_WHAT THE TASK REQUIRES_
Please reproduce all of the entries exactly, without omitting any.

_PROVIDED INFORMATION_
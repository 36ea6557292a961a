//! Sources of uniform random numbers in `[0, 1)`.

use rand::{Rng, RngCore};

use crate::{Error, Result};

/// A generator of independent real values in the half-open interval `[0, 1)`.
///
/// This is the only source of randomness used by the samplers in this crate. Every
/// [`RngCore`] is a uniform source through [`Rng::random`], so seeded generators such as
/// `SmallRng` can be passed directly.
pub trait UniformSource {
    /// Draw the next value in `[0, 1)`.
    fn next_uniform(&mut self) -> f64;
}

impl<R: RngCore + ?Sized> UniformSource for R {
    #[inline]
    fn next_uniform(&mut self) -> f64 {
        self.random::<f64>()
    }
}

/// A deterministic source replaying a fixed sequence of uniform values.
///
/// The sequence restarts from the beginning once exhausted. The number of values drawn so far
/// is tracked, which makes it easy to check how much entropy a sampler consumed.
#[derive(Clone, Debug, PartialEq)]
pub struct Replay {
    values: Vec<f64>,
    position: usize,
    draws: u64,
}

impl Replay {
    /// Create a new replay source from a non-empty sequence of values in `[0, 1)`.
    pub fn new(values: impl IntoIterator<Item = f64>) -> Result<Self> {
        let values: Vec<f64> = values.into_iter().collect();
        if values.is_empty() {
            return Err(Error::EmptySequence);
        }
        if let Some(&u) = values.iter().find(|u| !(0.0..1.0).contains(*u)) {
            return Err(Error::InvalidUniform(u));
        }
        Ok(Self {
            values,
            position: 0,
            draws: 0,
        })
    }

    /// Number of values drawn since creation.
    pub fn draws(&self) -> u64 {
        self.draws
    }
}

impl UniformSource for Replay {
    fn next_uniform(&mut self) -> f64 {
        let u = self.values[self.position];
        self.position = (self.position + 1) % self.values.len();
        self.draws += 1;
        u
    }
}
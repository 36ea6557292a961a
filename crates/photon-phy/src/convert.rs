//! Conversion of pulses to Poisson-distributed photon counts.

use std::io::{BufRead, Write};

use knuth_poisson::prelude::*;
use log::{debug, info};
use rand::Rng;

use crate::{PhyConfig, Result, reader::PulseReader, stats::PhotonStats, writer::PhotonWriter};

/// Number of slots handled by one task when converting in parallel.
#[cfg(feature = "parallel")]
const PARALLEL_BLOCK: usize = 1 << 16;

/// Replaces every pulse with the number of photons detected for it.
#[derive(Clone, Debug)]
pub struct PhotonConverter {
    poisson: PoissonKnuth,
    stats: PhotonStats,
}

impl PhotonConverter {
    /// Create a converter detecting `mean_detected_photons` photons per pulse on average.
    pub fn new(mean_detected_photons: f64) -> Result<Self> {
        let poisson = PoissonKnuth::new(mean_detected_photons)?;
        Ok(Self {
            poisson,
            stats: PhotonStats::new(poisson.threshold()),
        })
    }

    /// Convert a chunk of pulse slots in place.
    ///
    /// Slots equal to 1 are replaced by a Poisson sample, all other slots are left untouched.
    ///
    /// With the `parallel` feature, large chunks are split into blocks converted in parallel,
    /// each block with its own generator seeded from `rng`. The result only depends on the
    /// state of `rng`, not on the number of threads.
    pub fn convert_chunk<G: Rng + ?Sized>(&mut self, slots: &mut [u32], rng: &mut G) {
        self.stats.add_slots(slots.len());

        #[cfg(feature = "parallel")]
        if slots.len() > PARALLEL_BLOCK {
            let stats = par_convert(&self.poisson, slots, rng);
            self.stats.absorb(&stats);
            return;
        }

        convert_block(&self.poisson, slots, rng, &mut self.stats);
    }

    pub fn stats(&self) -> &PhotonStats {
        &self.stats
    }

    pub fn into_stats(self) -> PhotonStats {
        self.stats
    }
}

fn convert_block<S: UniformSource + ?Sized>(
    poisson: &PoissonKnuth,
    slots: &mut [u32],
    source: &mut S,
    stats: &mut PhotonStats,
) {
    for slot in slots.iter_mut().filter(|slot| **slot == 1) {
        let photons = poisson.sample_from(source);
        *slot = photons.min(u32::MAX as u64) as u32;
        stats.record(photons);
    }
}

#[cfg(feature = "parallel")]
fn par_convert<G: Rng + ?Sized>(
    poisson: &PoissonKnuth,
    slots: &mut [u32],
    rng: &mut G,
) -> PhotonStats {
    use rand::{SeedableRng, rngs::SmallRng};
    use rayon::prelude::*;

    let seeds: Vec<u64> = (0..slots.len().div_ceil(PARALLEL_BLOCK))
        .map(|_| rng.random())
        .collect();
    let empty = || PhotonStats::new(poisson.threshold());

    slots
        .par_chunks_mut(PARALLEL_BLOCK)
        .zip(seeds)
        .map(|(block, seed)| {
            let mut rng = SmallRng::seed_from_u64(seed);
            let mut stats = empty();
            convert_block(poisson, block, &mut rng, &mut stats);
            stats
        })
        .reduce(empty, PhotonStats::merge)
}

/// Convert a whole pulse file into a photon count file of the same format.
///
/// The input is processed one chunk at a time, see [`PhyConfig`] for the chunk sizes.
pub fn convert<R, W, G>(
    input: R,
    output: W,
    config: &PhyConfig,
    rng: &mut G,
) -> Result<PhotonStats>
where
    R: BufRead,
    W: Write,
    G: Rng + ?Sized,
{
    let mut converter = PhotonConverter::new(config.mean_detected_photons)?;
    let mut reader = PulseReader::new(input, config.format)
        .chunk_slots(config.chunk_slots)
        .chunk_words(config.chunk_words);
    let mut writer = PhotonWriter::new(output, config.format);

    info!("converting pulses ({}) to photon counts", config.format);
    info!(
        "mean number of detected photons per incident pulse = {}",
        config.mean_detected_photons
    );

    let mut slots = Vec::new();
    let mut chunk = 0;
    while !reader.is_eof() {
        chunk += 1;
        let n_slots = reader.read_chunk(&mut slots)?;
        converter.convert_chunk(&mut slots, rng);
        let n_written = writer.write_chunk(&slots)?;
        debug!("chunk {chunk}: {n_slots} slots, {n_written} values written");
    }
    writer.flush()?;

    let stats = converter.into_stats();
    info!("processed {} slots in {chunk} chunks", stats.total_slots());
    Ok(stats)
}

_RESPONSE_
repository 36ea6557292a961a
//! Sources of uniform random numbers in `[0, 1)`.

use rand::{Rng, RngCore};

use crate::{Error, Result};

/// A generator of independent real values in the half-open interval `[0, 1)`.
///
/// This is the only source of randomness used by the samplers in this crate. Every
/// [`RngCore`] is a uniform source through [`Rng::random`], so seeded generators such as
/// `SmallRng` can be passed directly.
pub trait UniformSource {
    /// Draw the next value in `[0, 1)`.
    fn next_uniform(&mut self) -> f64;
}

impl<R: RngCore + ?Sized> UniformSource for R {
    #[inline]
    fn next_uniform(&mut self) -> f64 {
        self.random::<f64>()
    }
}

/// A deterministic source replaying a fixed sequence of uniform values.
///
/// The sequence restarts from the beginning once exhausted. The number of values drawn so far
/// is tracked, which makes it easy to check how much entropy a sampler consumed.
#[derive(Clone, Debug, PartialEq)]
pub struct Replay {
    values: Vec<f64>,
    position: usize,
    draws: u64,
}

impl Replay {
    /// Create a new replay source from a non-empty sequence of values in `[0, 1)`.
    pub fn new(values: impl IntoIterator<Item = f64>) -> Result<Self> {
        let values: Vec<f64> = values.into_iter().collect();
        if values.is_empty() {
            return Err(Error::EmptySequence);
        }
        if let Some(&u) = values.iter().find(|u| !(0.0..1.0).contains(*u)) {
            return Err(Error::InvalidUniform(u));
        }
        Ok(Self {
            values,
            position: 0,
            draws: 0,
        })
    }

    /// Number of values drawn since creation.
    pub fn draws(&self) -> u64 {
        self.draws
    }
}

impl UniformSource for Replay {
    fn next_uniform(&mut self) -> f64 {
        let u = self.values[self.position];
        self.position = (self.position + 1) % self.values.len();
        self.draws += 1;
        u
    }
}
repository 36ea6557292a961a
filename crates/photon-phy/src/convert.rs
//! Conversion of pulses to Poisson-distributed photon counts.

use std::io::{BufRead, Write};

use knuth_poisson::prelude::*;
use log::{debug, info};
use rand::Rng;

use crate::{PhyConfig, Result, reader::PulseReader, stats::PhotonStats, writer::PhotonWriter};

/// Number of slots handled by one task when converting in parallel.
#[cfg(feature = "parallel")]
const PARALLEL_BLOCK: usize = 1 << 16;

/// Replaces every pulse with the number of photons detected for it.
#[derive(Clone, Debug)]
pub struct PhotonConverter {
    poisson: PoissonKnuth,
    stats: PhotonStats,
}

impl PhotonConverter {
    /// Create a converter detecting `mean_detected_photons` photons per pulse on average.
    pub fn new(mean_detected_photons: f64) -> Result<Self> {
        let poisson = PoissonKnuth::new(mean_detected_photons)?;
        Ok(Self {
            poisson,
            stats: PhotonStats::new(poisson.threshold()),
        })
    }

    /// Convert a chunk of pulse slots in place.
    ///
    /// Slots equal to 1 are replaced by a Poisson sample, all other slots are left untouched.
    ///
    /// With the `parallel` feature, large chunks are split into blocks converted in parallel,
    /// each block with its own generator seeded from `rng`. The result only depends on the
    /// state of `rng`, not on the number of threads.
    pub fn convert_chunk<G: Rng + ?Sized>(&mut self, slots: &mut [u32], rng: &mut G) {
        self.stats.add_slots(slots.len());

        #[cfg(feature = "parallel")]
        if slots.len() > PARALLEL_BLOCK {
            let stats = par_convert(&self.poisson, slots, rng);
            self.stats.absorb(&stats);
            return;
        }

        convert_block(&self.poisson, slots, rng, &mut self.stats);
    }

    pub fn stats(&self) -> &PhotonStats {
        &self.stats
    }

    pub fn into_stats(self) -> PhotonStats {
        self.stats
    }
}

fn convert_block<S: UniformSource + ?Sized>(
    poisson: &PoissonKnuth,
    slots: &mut [u32],
    source: &mut S,
    stats: &mut PhotonStats,
) {
    for slot in slots.iter_mut().filter(|slot| **slot == 1) {
        let photons = poisson.sample_from(source);
        *slot = photons.min(u32::MAX as u64) as u32;
        stats.record(photons);
    }
}

#[cfg(feature = "parallel")]
fn par_convert<G: Rng + ?Sized>(
    poisson: &PoissonKnuth,
    slots: &mut [u32],
    rng: &mut G,
) -> PhotonStats {
    use rand::{SeedableRng, rngs::SmallRng};
    use rayon::prelude::*;

    let seeds: Vec<u64> = (0..slots.len().div_ceil(PARALLEL_BLOCK))
        .map(|_| rng.random())
        .collect();
    let empty = || PhotonStats::new(poisson.threshold());

    slots
        .par_chunks_mut(PARALLEL_BLOCK)
        .zip(seeds)
        .map(|(block, seed)| {
            let mut rng = SmallRng::seed_from_u64(seed);
            let mut stats = empty();
            convert_block(poisson, block, &mut rng, &mut stats);
            stats
        })
        .reduce(empty, PhotonStats::merge)
}

/// Convert a whole pulse file into a photon count file of the same format.
///
/// The input is processed one chunk at a time, see [`PhyConfig`] for the chunk sizes.
pub fn convert<R, W, G>(
    input: R,
    output: W,
    config: &PhyConfig,
    rng: &mut G,
) -> Result<PhotonStats>
where
    R: BufRead,
    W: Write,
    G: Rng + ?Sized,
{
    let mut converter = PhotonConverter::new(config.mean_detected_photons)?;
    let mut reader = PulseReader::new(input, config.format)
        .chunk_slots(config.chunk_slots)
        .chunk_words(config.chunk_words);
    let mut writer = PhotonWriter::new(output, config.format);

    info!("converting pulses ({}) to photon counts", config.format);
    info!(
        "mean number of detected photons per incident pulse = {}",
        config.mean_detected_photons
    );

    let mut slots = Vec::new();
    let mut chunk = 0;
    while !reader.is_eof() {
        chunk += 1;
        let n_slots = reader.read_chunk(&mut slots)?;
        converter.convert_chunk(&mut slots, rng);
        let n_written = writer.write_chunk(&slots)?;
        debug!("chunk {chunk}: {n_slots} slots, {n_written} values written");
    }
    writer.flush()?;

    let stats = converter.into_stats();
    info!("processed {} slots in {chunk} chunks", stats.total_slots());
    Ok(stats)
}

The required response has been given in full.